[<prev] [next>] [<thread-prev] [thread-next>] [day] [month] [year] [list]
Message-ID: <dc8de6db-b2d9-4cd1-9ee0-646045199c9b@yoseli.org>
Date: Tue, 18 Feb 2025 14:17:45 +0100
From: Jean-Michel Hautbois <jeanmichel.hautbois@...eli.org>
To: Greg Ungerer <gerg@...ux-m68k.org>,
Geert Uytterhoeven <geert@...ux-m68k.org>
Cc: linux-m68k@...ts.linux-m68k.org, linux-kernel@...r.kernel.org
Subject: Re: [PATCH] m68k: coldfire: Prevent spurious interrupts when masking
IMR
Hi Greg,
On 2/12/25 1:47 PM, Greg Ungerer wrote:
> Hi JM,
>
> On 5/2/25 21:26, Jean-Michel Hautbois wrote:
>> Hi Geert,
>>
>> On 05/02/2025 09:14, Geert Uytterhoeven wrote:
>>> Hi Jean-Michel,
>>>
>>> On Wed, 5 Feb 2025 at 08:07, Jean-Michel Hautbois
>>> <jeanmichel.hautbois@...eli.org> wrote:
>>>> On 04/02/2025 20:27, Geert Uytterhoeven wrote:
>>>>> On Tue, 4 Feb 2025 at 19:38, Jean-Michel Hautbois
>>>>> <jeanmichel.hautbois@...eli.org> wrote:
>>>>>> The ColdFire interrupt controller can generate spurious interrupts
>>>>>> if an
>>>>>> interrupt source is masked in the IMR while the CPU interrupt
>>>>>> priority
>>>>>> mask (SR[I]) is set lower than the interrupt level.
>>>>>>
>>>>>> The reference manual states:
>>>>>>
>>>>>> To avoid this situation for interrupts sources with levels 1-6, first
>>>>>> write a higher level interrupt mask to the status register, before
>>>>>> setting the mask in the IMR or the module’s interrupt mask register.

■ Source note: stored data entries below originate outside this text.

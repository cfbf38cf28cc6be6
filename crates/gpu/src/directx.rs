//! Direct3D 12 runtime probe (Windows only).
//!
//! `D3D12CreateDevice` with a null output pointer reports whether a device
//! could be created on the default adapter without creating it.

use strata_accel_core::BackendType;

use crate::probe::ProbeReport;

#[cfg(windows)]
fn try_probe() -> Result<ProbeReport, String> {
    use std::ffi::c_void;
    use strata_accel_core::DynLib;

    #[repr(C)]
    struct Guid {
        data1: u32,
        data2: u16,
        data3: u16,
        data4: [u8; 8],
    }

    // IID_ID3D12Device {189819f1-1db6-4b57-be54-1821339b85f7}
    const IID_ID3D12_DEVICE: Guid = Guid {
        data1: 0x189819f1,
        data2: 0x1db6,
        data3: 0x4b57,
        data4: [0xbe, 0x54, 0x18, 0x21, 0x33, 0x9b, 0x85, 0xf7],
    };
    const D3D_FEATURE_LEVEL_11_0: u32 = 0xb000;
    const S_OK: i32 = 0;
    const S_FALSE: i32 = 1;

    type FnCreateDevice = unsafe extern "system" fn(
        adapter: *mut c_void,
        level: u32,
        riid: *const Guid,
        device: *mut *mut c_void,
    ) -> i32;

    let lib = DynLib::open(c"d3d12.dll")?;
    let create: FnCreateDevice = load_sym!(lib, c"D3D12CreateDevice");
    let hr = unsafe {
        create(
            std::ptr::null_mut(),
            D3D_FEATURE_LEVEL_11_0,
            &IID_ID3D12_DEVICE,
            std::ptr::null_mut(),
        )
    };
    let devices = if hr == S_OK || hr == S_FALSE {
        vec!["default adapter".to_string()]
    } else {
        Vec::new()
    };
    Ok(ProbeReport::found(BackendType::DirectX, lib.name(), devices)
        .with_detail("runtime detected; no Direct3D compute pipeline in this build"))
}

#[cfg(not(windows))]
fn try_probe() -> Result<ProbeReport, String> {
    Err("Direct3D 12 is only available on Windows".to_string())
}

/// Probe Direct3D 12.
pub fn probe() -> ProbeReport {
    try_probe().unwrap_or_else(|e| ProbeReport::absent(BackendType::DirectX, e))
}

>>>>>> After the mask is set, return the interrupt mask in the status
>>>>>> register
>>>>>> to its previous value.
>>>>>>
>>>>>> It can be tested like this:
>>>>>> - Prepare a iperf3 server on the coldfire target (iperf3 -s -D)
>>>>>> - Start a high priority cyclictest:
>>>>>> cyclictest --secaligned -m -p 99 -i 2500 -q
>>>>>> - Start iperf3 -c $COLDFIRE_IP -t 0
>>>>>>
>>>>>> After a few seconds the dmesg may display:
>>>>>> [ 84.784301] irq 24, desc: dbc502da, depth: 1, count: 0,
>>>>>> unhandled: 0
>>>>>> [ 84.784455] ->handle_irq(): 0ba0aca3, handle_bad_irq+0x0/0x1e0
>>>>>> [ 84.784610] ->irq_data.chip(): c6779d4f, 0x41652544
>>>>>> [ 84.784719] ->action(): 00000000
>>>>>> [ 84.784770] unexpected IRQ trap at vector 18
>>>>>>
>>>>>> With this patch, I never saw it in a few hours testing.
>>>>>>
>>>>>> Signed-off-by: Jean-Michel Hautbois <jeanmichel.hautbois@...eli.org>
>>>>>
>>>>> Thanks for your patch!
>>>>>
>>>>>> --- a/arch/m68k/coldfire/intc-simr.c
>>>>>> +++ b/arch/m68k/coldfire/intc-simr.c
>>>>>> @@ -58,6 +58,14 @@ static inline unsigned int irq2ebit(unsigned
>>>>>> int irq)
>>>>>>
>>>>>> #endif
>>>>>>
>>>>>> +static inline void intc_irq_setlevel(unsigned long level)
>>>>>> +{
>>>>>> + asm volatile ("move.w %0,%%sr"
>>>>>> + : /* no outputs */
>>>>>> + : "d" (0x2000 | ((level) << 8))
>>>>>> + : "memory");
>>>>>> +}
>>>>>> +
>>>>>> /*
>>>>>> * There maybe one, two or three interrupt control units,
>>>>>> each has 64
>>>>>> * interrupts. If there is no second or third unit then
>>>>>> MCFINTC1_* or
>>>>>> @@ -67,13 +75,17 @@ static inline unsigned int irq2ebit(unsigned
>>>>>> int irq)
>>>>>> static void intc_irq_mask(struct irq_data *d)
>>>>>> {
>>>>>> unsigned int irq = d->irq - MCFINT_VECBASE;
>>>>>> + unsigned long flags = arch_local_save_flags();
>>>>>>
>>>>>> + intc_irq_setlevel(7);
>>>>>
>>>>> Can't all of the above just be replaced by
>>>>>
>>>>> unsigned long flags = arch_local_irq_save();
>>>>
>>>> The only change is the Supervisor bit in SR which is not changed in
>>>> arch_local_irq_disable() while it is forced to 1 in my function
>>>> (setting
>>>> it to 0x2700 AFAICT).
>
> I would expect that it will always be set here - since we must be running
> in kernel mode to be executing this code.
>
>
>>>> But I can confirm I couldn't see the issue with this code, while using
>>>> the existing arch_local_irq_save() it still appears (less frequently
>>>> than without it at all, but still).
>>>>
>>>> Any suggestion :-) ?
>>>
>>> There are other differences: your version clears all other bits, incl.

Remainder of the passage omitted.